Photo : Claudia Koll

lundi 19 octobre 2015

Qu'elle était verte ma Vallée (John Ford - 1941)



"Je caresse un vieux livre d’images comme pour mieux m’en souvenir, et je revois Ulysse et ses aventures, combattant Polyphème, hurlant en bravant le chant des sirènes, puis revenant tel un mendiant dans sa maison où se vautrent les plus vils des courtisans... L’encre sent bon l’enfance bénie, ses étoiles de poussières magiques à travers les carreaux du grenier, les rêves d’une vie naissante aux saveurs uniques de l’innocence. Ma décision est prise, je pars au loin découvrir le monde, laissant derrière moi les chimères et les courroux. Je remplis mon sac marin de trésors de guerre et regarde une dernière fois ma maison qui me paraissait si grande il y a peu encore, comme les vestiges d’une vie qui ne reviendra pas.  

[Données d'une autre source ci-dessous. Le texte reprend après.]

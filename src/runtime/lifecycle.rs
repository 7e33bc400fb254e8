//! Scope lifecycle primitives shared by the step interpreter and the
//! migration mutator. Both sides create and tear scopes down through this
//! module only, so a migrated tree is indistinguishable from one the
//! interpreter produced by flowing there.

use crate::dsl::EventKind;
use crate::graph::{ActivityKind, ProcessGraph};
use crate::runtime::events::{LifecycleEvent, StoreOp, TxnLog};
use crate::runtime::instance::{ExecutionId, ProcessInstance};
use crate::runtime::storage::{EventSubscription, TimerJob};
use anyhow::{Result, anyhow};
use serde_json::Value;
use uuid::Uuid;

pub const NR_OF_INSTANCES: &str = "nrOfInstances";
pub const NR_OF_ACTIVE_INSTANCES: &str = "nrOfActiveInstances";
pub const NR_OF_COMPLETED_INSTANCES: &str = "nrOfCompletedInstances";
pub const NR_OF_LOOPS: &str = "nrOfLoops";

/// Creates the scope execution for `activity` under `parent`: local
/// variables first, then the scope itself, then its attached event
/// subscriptions and timers. Event order follows the lifecycle contract
/// (VARIABLE_CREATED*, ACTIVITY_STARTED, TIMER_SCHEDULED).
pub fn enter_scope(
    graph: &ProcessGraph,
    instance: &mut ProcessInstance,
    txn: &mut TxnLog,
    parent: ExecutionId,
    activity: &str,
    local_vars: &[(String, Value)],
    fork_origin: Option<String>,
) -> Result<ExecutionId> {
    let node = graph
        .activity(activity)
        .ok_or_else(|| anyhow!("Activity not found: {}", activity))?;
    let instance_id = instance.id;
    let scope = instance.create_execution(parent, Some(activity.to_string()), true, true, fork_origin);

    if let ActivityKind::MultiInstance { cardinality, .. } = &node.kind {
        let cardinality = *cardinality;
        let execution = instance.get_mut(scope).expect("scope execution just created");
        execution.is_mi_root = true;
        execution.variables.insert(NR_OF_INSTANCES.to_string(), Value::from(cardinality as i64));
        execution.variables.insert(NR_OF_ACTIVE_INSTANCES.to_string(), Value::from(0));
        execution.variables.insert(NR_OF_COMPLETED_INSTANCES.to_string(), Value::from(0));
        execution.variables.insert(NR_OF_LOOPS.to_string(), Value::from(0));
    }

    for (name, value) in local_vars {
        let execution = instance.get_mut(scope).expect("scope execution just created");
        execution.variables.insert(name.clone(), value.clone());
        txn.op(StoreOp::SetLocal {
            instance: instance_id,
            execution: scope,
            name: name.clone(),
            value: value.clone(),
        });
        txn.emit(LifecycleEvent::VariableCreated { instance: instance_id, scope, name: name.clone() });
    }

    txn.emit(LifecycleEvent::ActivityStarted {
        instance: instance_id,
        execution: scope,
        activity: activity.to_string(),
    });

    let attached = node.attached.clone();
    create_attached_events(graph, instance, txn, scope, &attached)?;
    Ok(scope)
}

/// Registers subscriptions and timers for the given boundary/start event
/// activities, owned by `owner`.
pub fn create_attached_events(
    graph: &ProcessGraph,
    instance: &mut ProcessInstance,
    txn: &mut TxnLog,
    owner: ExecutionId,
    attached: &[String],
) -> Result<()> {
    for event_activity in attached {
        let node = graph
            .activity(event_activity)
            .ok_or_else(|| anyhow!("Attached event activity not found: {}", event_activity))?;
        let Some((event, interrupting)) = node.event() else {
            return Err(anyhow!("Activity {} is not an event", event_activity));
        };
        match event.kind {
            EventKind::Signal | EventKind::Message => {
                let subscription = EventSubscription {
                    id: Uuid::new_v4(),
                    instance_id: instance.id,
                    execution_id: owner,
                    activity_id: event_activity.clone(),
                    kind: event.kind,
                    event_name: event.name.clone().unwrap_or_default(),
                    interrupting,
                };
                txn.op(StoreOp::CreateSubscription(subscription.clone()));
                instance.subscriptions.push(subscription);
            }
            EventKind::Timer => {
                let job = TimerJob {
                    id: Uuid::new_v4(),
                    instance_id: instance.id,
                    execution_id: owner,
                    activity_id: event_activity.clone(),
                    due_ms: event.due_ms.unwrap_or(0),
                };
                txn.op(StoreOp::ScheduleJob(job.clone()));
                instance.jobs.push(job);
                txn.emit(LifecycleEvent::TimerScheduled {
                    instance: instance.id,
                    execution: owner,
                    activity: event_activity.clone(),
                });
            }
        }
    }
    Ok(())
}

/// Walks the missing scope levels between `under` and a target, outermost
/// first, reusing scope executions that already exist. `local_vars`
/// supplies deferred variable writes for newly created scopes.
pub fn build_scope_chain(
    graph: &ProcessGraph,
    instance: &mut ProcessInstance,
    txn: &mut TxnLog,
    mut under: ExecutionId,
    chain: &[String],
    local_vars: &dyn Fn(&str) -> Vec<(String, Value)>,
) -> Result<ExecutionId> {
    for scope_activity in chain {
        under = match instance.find_child_scope(under, scope_activity) {
            Some(existing) => existing,
            None => {
                let vars = local_vars(scope_activity);
                enter_scope(graph, instance, txn, under, scope_activity, &vars, None)?
            }
        };
    }
    Ok(under)
}

/// Drops subscriptions and timers owned by `execution`. `JOB_CANCELED` is
/// only emitted on cancellation paths; natural completion removes jobs
/// silently.
pub fn remove_owned_events(
    instance: &mut ProcessInstance,
    txn: &mut TxnLog,
    execution: ExecutionId,
    emit_job_canceled: bool,
) {
    let instance_id = instance.id;
    let mut removed_jobs = Vec::new();
    instance.jobs.retain(|job| {
        if job.execution_id == execution {
            removed_jobs.push((job.id, job.activity_id.clone()));
            false
        } else {
            true
        }
    });
    for (job_id, activity) in removed_jobs {
        txn.op(StoreOp::CancelJob { instance: instance_id, id: job_id });
        if emit_job_canceled {
            txn.emit(LifecycleEvent::JobCanceled { instance: instance_id, job: job_id, activity });
        }
    }
    let mut removed_subs = Vec::new();
    instance.subscriptions.retain(|sub| {
        if sub.execution_id == execution {
            removed_subs.push(sub.id);
            false
        } else {
            true
        }
    });
    for sub_id in removed_subs {
        txn.op(StoreOp::CancelSubscription { instance: instance_id, id: sub_id });
    }
}

pub struct CancelOutcome {
    /// Child process instances orphaned by cancelled call-activity
    /// executions; the engine terminates them separately.
    pub orphaned_children: Vec<Uuid>,
}

/// Cancels a whole subtree, innermost first: timers (JOB_CANCELED), then
/// subscriptions, then ACTIVITY_CANCELLED per removed activity-execution.
pub fn cancel_execution_tree(
    instance: &mut ProcessInstance,
    txn: &mut TxnLog,
    execution: ExecutionId,
) -> CancelOutcome {
    let mut orphaned = Vec::new();
    let instance_id = instance.id;
    for exec_id in instance.subtree_innermost_first(execution) {
        remove_owned_events(instance, txn, exec_id, true);
        instance.forks.retain(|(scope, _), _| *scope != exec_id);
        if let Some(child) = instance.child_instances.remove(&exec_id) {
            orphaned.push(child);
        }
        if let Some(removed) = instance.detach_remove(exec_id)
            && let Some(activity) = removed.activity
        {
            txn.emit(LifecycleEvent::ActivityCancelled {
                instance: instance_id,
                execution: exec_id,
                activity,
            });
        }
    }
    CancelOutcome { orphaned_children: orphaned }
}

Je revois le temps des arbres de Noël remplis de cadeaux attachés aux branches en boules scintillantes, je respire les odeurs de beignets au miel et de dinde rôtie, j’entends les rires de la famille réunie, et toutes les choses que je range devant mes yeux comme dans un album jauni que je pourrais ressortir plus tard. Je fixe les portraits pour toujours, des frères et sœurs aux dents blanches souriants de bonheur, du père à la voix grave caressant sa moustache, de la mère omnipotente et apaisante…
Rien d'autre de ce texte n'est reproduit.